── Data provided
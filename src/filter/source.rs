//! Where the text of rule lists comes from.

use core::fmt;

use std::sync::Arc;

use async_trait::async_trait;
use parking_lot::RwLock;

#[cfg(feature = "http")]
pub use self::http::HttpRuleSource;

//------------ RuleSource ----------------------------------------------------

/// Provides the text of a rule list.
#[async_trait]
pub trait RuleSource: Send + Sync {
    /// Returns the current text of the rule list.
    ///
    /// If `accept_stale` is true, the source may return a cached copy
    /// regardless of its age instead of fetching a new one.
    async fn fetch(&self, accept_stale: bool) -> Result<String, FetchError>;
}

//------------ TextSource ----------------------------------------------------

/// A rule source holding the rule text in memory.
///
/// The text can be replaced at any time. The change becomes visible to a
/// filter with its next refresh.
#[derive(Debug, Default)]
pub struct TextSource {
    text: RwLock<Arc<str>>,
}

impl TextSource {
    /// Creates a source with the given text.
    pub fn new(text: &str) -> Self {
        TextSource {
            text: RwLock::new(text.into()),
        }
    }

    /// Replaces the text.
    pub fn set(&self, text: &str) {
        *self.text.write() = text.into();
    }
}

#[async_trait]
impl RuleSource for TextSource {
    async fn fetch(&self, _accept_stale: bool) -> Result<String, FetchError> {
        Ok(self.text.read().as_ref().into())
    }
}

//------------ HttpRuleSource ------------------------------------------------

#[cfg(feature = "http")]
mod http {
    use std::io;
    use std::path::{Path, PathBuf};
    use std::time::{Duration, SystemTime};

    use async_trait::async_trait;
    use tracing::{debug, warn};
    use url::Url;

    use super::{FetchError, RuleSource};
    use crate::config::FilterConfig;

    /// A rule list downloaded over HTTP and cached on disk.
    ///
    /// The cached copy is used as long as it is younger than the configured
    /// staleness. If downloading fails, an existing cached copy is used
    /// regardless of its age.
    #[derive(Debug)]
    pub struct HttpRuleSource {
        url: Url,
        cache_path: PathBuf,
        max_size: u64,
        staleness: Duration,
        client: reqwest::Client,
    }

    impl HttpRuleSource {
        /// Creates a new source.
        ///
        /// Only `http` and `https` URLs are accepted.
        pub fn new(
            url: Url,
            cache_path: impl Into<PathBuf>,
            config: &FilterConfig,
        ) -> Result<Self, FetchError> {
            if !matches!(url.scheme(), "http" | "https") {
                return Err(FetchError::BadScheme(url.scheme().into()));
            }
            let client = reqwest::Client::builder()
                .build()
                .map_err(FetchError::Http)?;
            Ok(HttpRuleSource {
                url,
                cache_path: cache_path.into(),
                max_size: config.max_size(),
                staleness: config.staleness(),
                client,
            })
        }

        /// Returns the path of the cached copy.
        pub fn cache_path(&self) -> &Path {
            &self.cache_path
        }

        /// Returns the age of the cached copy if there is one.
        async fn cache_age(&self) -> Option<Duration> {
            let modified = tokio::fs::metadata(&self.cache_path)
                .await
                .and_then(|meta| meta.modified())
                .ok()?;
            Some(
                SystemTime::now()
                    .duration_since(modified)
                    .unwrap_or(Duration::ZERO),
            )
        }

        async fn read_cache(&self) -> Result<String, FetchError> {
            Ok(tokio::fs::read_to_string(&self.cache_path).await?)
        }

        /// Replaces the cached copy.
        ///
        /// The text is written to a temporary file first which is then
        /// renamed, so readers never see a partial file.
        async fn write_cache(&self, text: &str) -> Result<(), io::Error> {
            let mut tmp = self.cache_path.clone().into_os_string();
            tmp.push(".tmp");
            tokio::fs::write(&tmp, text).await?;
            tokio::fs::rename(&tmp, &self.cache_path).await
        }

        async fn download(&self) -> Result<String, FetchError> {
            let mut resp = self
                .client
                .get(self.url.clone())
                .send()
                .await
                .map_err(FetchError::Http)?;
            let status = resp.status();
            if !status.is_success() {
                return Err(FetchError::Status(status.as_u16()));
            }
            if resp.content_length().is_some_and(|len| len > self.max_size) {
                return Err(FetchError::TooLarge(self.max_size));
            }
            let mut body = Vec::new();
            while let Some(chunk) = resp.chunk().await.map_err(FetchError::Http)?
            {
                if (body.len() + chunk.len()) as u64 > self.max_size {
                    return Err(FetchError::TooLarge(self.max_size));
                }
                body.extend_from_slice(&chunk);
            }
            String::from_utf8(body).map_err(|_| FetchError::NotUtf8)
        }
    }

    #[async_trait]
    impl RuleSource for HttpRuleSource {
        async fn fetch(&self, accept_stale: bool) -> Result<String, FetchError> {
            let age = self.cache_age().await;
            if let Some(age) = age {
                if accept_stale || age < self.staleness {
                    debug!(
                        path = %self.cache_path.display(),
                        ?age,
                        "using cached rule list"
                    );
                    return self.read_cache().await;
                }
            }

            match self.download().await {
                Ok(text) => {
                    debug!(url = %self.url, len = text.len(), "downloaded rule list");
                    if let Err(err) = self.write_cache(&text).await {
                        warn!(
                            path = %self.cache_path.display(),
                            "caching rule list: {err}"
                        );
                    }
                    Ok(text)
                }
                Err(err) if age.is_some() => {
                    warn!(url = %self.url, "{err}; using stale cached copy");
                    self.read_cache().await
                }
                Err(err) => Err(err),
            }
        }
    }
}

//------------ FetchError ----------------------------------------------------

/// A rule list could not be fetched.
#[derive(Debug)]
pub enum FetchError {
    /// The URL has a scheme other than `http` or `https`.
    BadScheme(String),

    /// The HTTP request failed.
    #[cfg(feature = "http")]
    Http(reqwest::Error),

    /// The server responded with a non-success status.
    Status(u16),

    /// The rule list is larger than the given number of bytes.
    TooLarge(u64),

    /// The rule list is not valid UTF-8.
    NotUtf8,

    /// Reading the cached copy failed.
    Io(std::io::Error),
}

impl From<std::io::Error> for FetchError {
    fn from(err: std::io::Error) -> Self {
        FetchError::Io(err)
    }
}

impl fmt::Display for FetchError {
    fn fmt(&self, f: &mut fmt::Formatter<'_>) -> fmt::Result {
        match self {
            FetchError::BadScheme(scheme) => {
                write!(f, "unsupported URL scheme {scheme:?}")
            }
            #[cfg(feature = "http")]
            FetchError::Http(err) => write!(f, "http request: {err}"),
            FetchError::Status(status) => write!(f, "http status {status}"),
            FetchError::TooLarge(max) => {
                write!(f, "rule list larger than {max} bytes")
            }
            FetchError::NotUtf8 => f.write_str("rule list is not UTF-8"),
            FetchError::Io(err) => write!(f, "cached rule list: {err}"),
        }
    }
}

impl std::error::Error for FetchError {
    fn source(&self) -> Option<&(dyn std::error::Error + 'static)> {
        match self {
            #[cfg(feature = "http")]
            FetchError::Http(err) => Some(err),
            FetchError::Io(err) => Some(err),
            _ => None,
        }
    }
}

//============ Testing =======================================================

#[cfg(test)]
mod tests {
    use super::*;

    #[tokio::test]
    async fn text_source() {
        let source = TextSource::new("||a.example^");
        assert_eq!(source.fetch(false).await.unwrap(), "||a.example^");
        source.set("||b.example^");
        assert_eq!(source.fetch(true).await.unwrap(), "||b.example^");
    }

    #[cfg(feature = "http")]
    mod http {
        use super::super::*;
        use crate::config::FilterConfig;
        use std::sync::atomic::{AtomicUsize, Ordering};
        use std::time::Duration;
        use tokio::io::{AsyncReadExt, AsyncWriteExt};
        use tokio::net::TcpListener;
        use url::Url;

        /// Serves `status` and `body` to every request and counts them.
        async fn serve(
            status: &'static str,
            body: impl Into<String>,
        ) -> (Url, Arc<AtomicUsize>) {
            let body: Arc<str> = body.into().into();
            let listener = TcpListener::bind("127.0.0.1:0").await.unwrap();
            let addr = listener.local_addr().unwrap();
            let hits = Arc::new(AtomicUsize::new(0));
            let counter = hits.clone();
            tokio::spawn(async move {
                loop {
                    let (mut sock, _) = match listener.accept().await {
                        Ok(conn) => conn,
                        Err(_) => return,
                    };
                    counter.fetch_add(1, Ordering::SeqCst);
                    let mut buf = vec![0u8; 4096];
                    let mut read = 0;
                    while !buf[..read].windows(4).any(|w| w == b"\r\n\r\n") {
                        match sock.read(&mut buf[read..]).await {
                            Ok(0) | Err(_) => break,
                            Ok(n) => read += n,
                        }
                    }
                    let resp = format!(
                        "HTTP/1.1 {status}\r\nContent-Length: {}\r\n\
                         Connection: close\r\n\r\n{body}",
                        body.len()
                    );
                    let _ = sock.write_all(resp.as_bytes()).await;
                    let _ = sock.shutdown().await;
                }
            });
            let url = format!("http://{addr}/list.txt").parse().unwrap();
            (url, hits)
        }

        fn config() -> FilterConfig {
            let mut config = FilterConfig::new();
            config.set_staleness(Duration::from_secs(3600));
            config
        }

        #[test]
        fn rejects_file_urls() {
            let url: Url = "file:///etc/hosts".parse().unwrap();
            assert!(matches!(
                HttpRuleSource::new(url, "/tmp/x", &config()),
                Err(FetchError::BadScheme(_))
            ));
        }

        #[tokio::test]
        async fn downloads_and_caches() {
            let dir = tempfile::tempdir().unwrap();
            let path = dir.path().join("list.txt");
            let (url, hits) = serve("200 OK", "||ads.example^\n").await;
            let source = HttpRuleSource::new(url, &path, &config()).unwrap();

            assert_eq!(source.fetch(false).await.unwrap(), "||ads.example^\n");
            assert_eq!(
                std::fs::read_to_string(&path).unwrap(),
                "||ads.example^\n"
            );

            // The fresh cached copy is used without a request.
            assert_eq!(source.fetch(false).await.unwrap(), "||ads.example^\n");
            assert_eq!(hits.load(Ordering::SeqCst), 1);
        }

        #[tokio::test]
        async fn stale_cache_fallback() {
            let dir = tempfile::tempdir().unwrap();
            let path = dir.path().join("list.txt");
            std::fs::write(&path, "||cached.example^\n").unwrap();
            let old = std::time::SystemTime::now() - Duration::from_secs(7200);
            std::fs::File::options()
                .write(true)
                .open(&path)
                .unwrap()
                .set_modified(old)
                .unwrap();

            let (url, hits) = serve("500 Internal Server Error", "").await;
            let source = HttpRuleSource::new(url, &path, &config()).unwrap();

            // Accepting stale data avoids the request entirely.
            assert_eq!(
                source.fetch(true).await.unwrap(),
                "||cached.example^\n"
            );
            assert_eq!(hits.load(Ordering::SeqCst), 0);

            // A failed download falls back to the stale copy.
            assert_eq!(
                source.fetch(false).await.unwrap(),
                "||cached.example^\n"
            );
            assert_eq!(hits.load(Ordering::SeqCst), 1);
        }

        #[tokio::test]
        async fn errors_without_cache() {
            let dir = tempfile::tempdir().unwrap();
            let (url, _) = serve("404 Not Found", "").await;
            let source =
                HttpRuleSource::new(url, dir.path().join("a"), &config())
                    .unwrap();
            assert!(matches!(
                source.fetch(false).await,
                Err(FetchError::Status(404))
            ));

            // The smallest possible ceiling is 1 KiB.
            let (url, _) = serve("200 OK", "x".repeat(2048)).await;
            let mut config = config();
            config.set_max_size(0);
            let source =
                HttpRuleSource::new(url, dir.path().join("b"), &config)
                    .unwrap();
            assert!(matches!(
                source.fetch(false).await,
                Err(FetchError::TooLarge(1024))
            ));
            assert!(!dir.path().join("b").exists());
        }
    }
}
────
- **Problem to solve**
Beginning with the first line above, could you copy every line exactly, up to and including the one with "text in memory."?

- **Answer area**
filename src/filter/source.rs
//! Where the text of rule lists comes from.

use core::fmt;

use std::sync::Arc;

use async_trait::async_trait;
use parking_lot::RwLock;

#[cfg(feature = "http")]
pub use self::http::HttpRuleSource;

//------------ RuleSource ----------------------------------------------------

/// Provides the text of a rule list.
#[async_trait]
pub trait RuleSource: Send + Sync {
    /// Returns the current text of the rule list.
    ///
    /// If `accept_stale` is true, the source may return a cached copy
    /// regardless of its age instead of fetching a new one.
    async fn fetch(&self, accept_stale: bool) -> Result<String, FetchError>;
}

//------------ TextSource ----------------------------------------------------

/// A rule source holding the rule text in memory.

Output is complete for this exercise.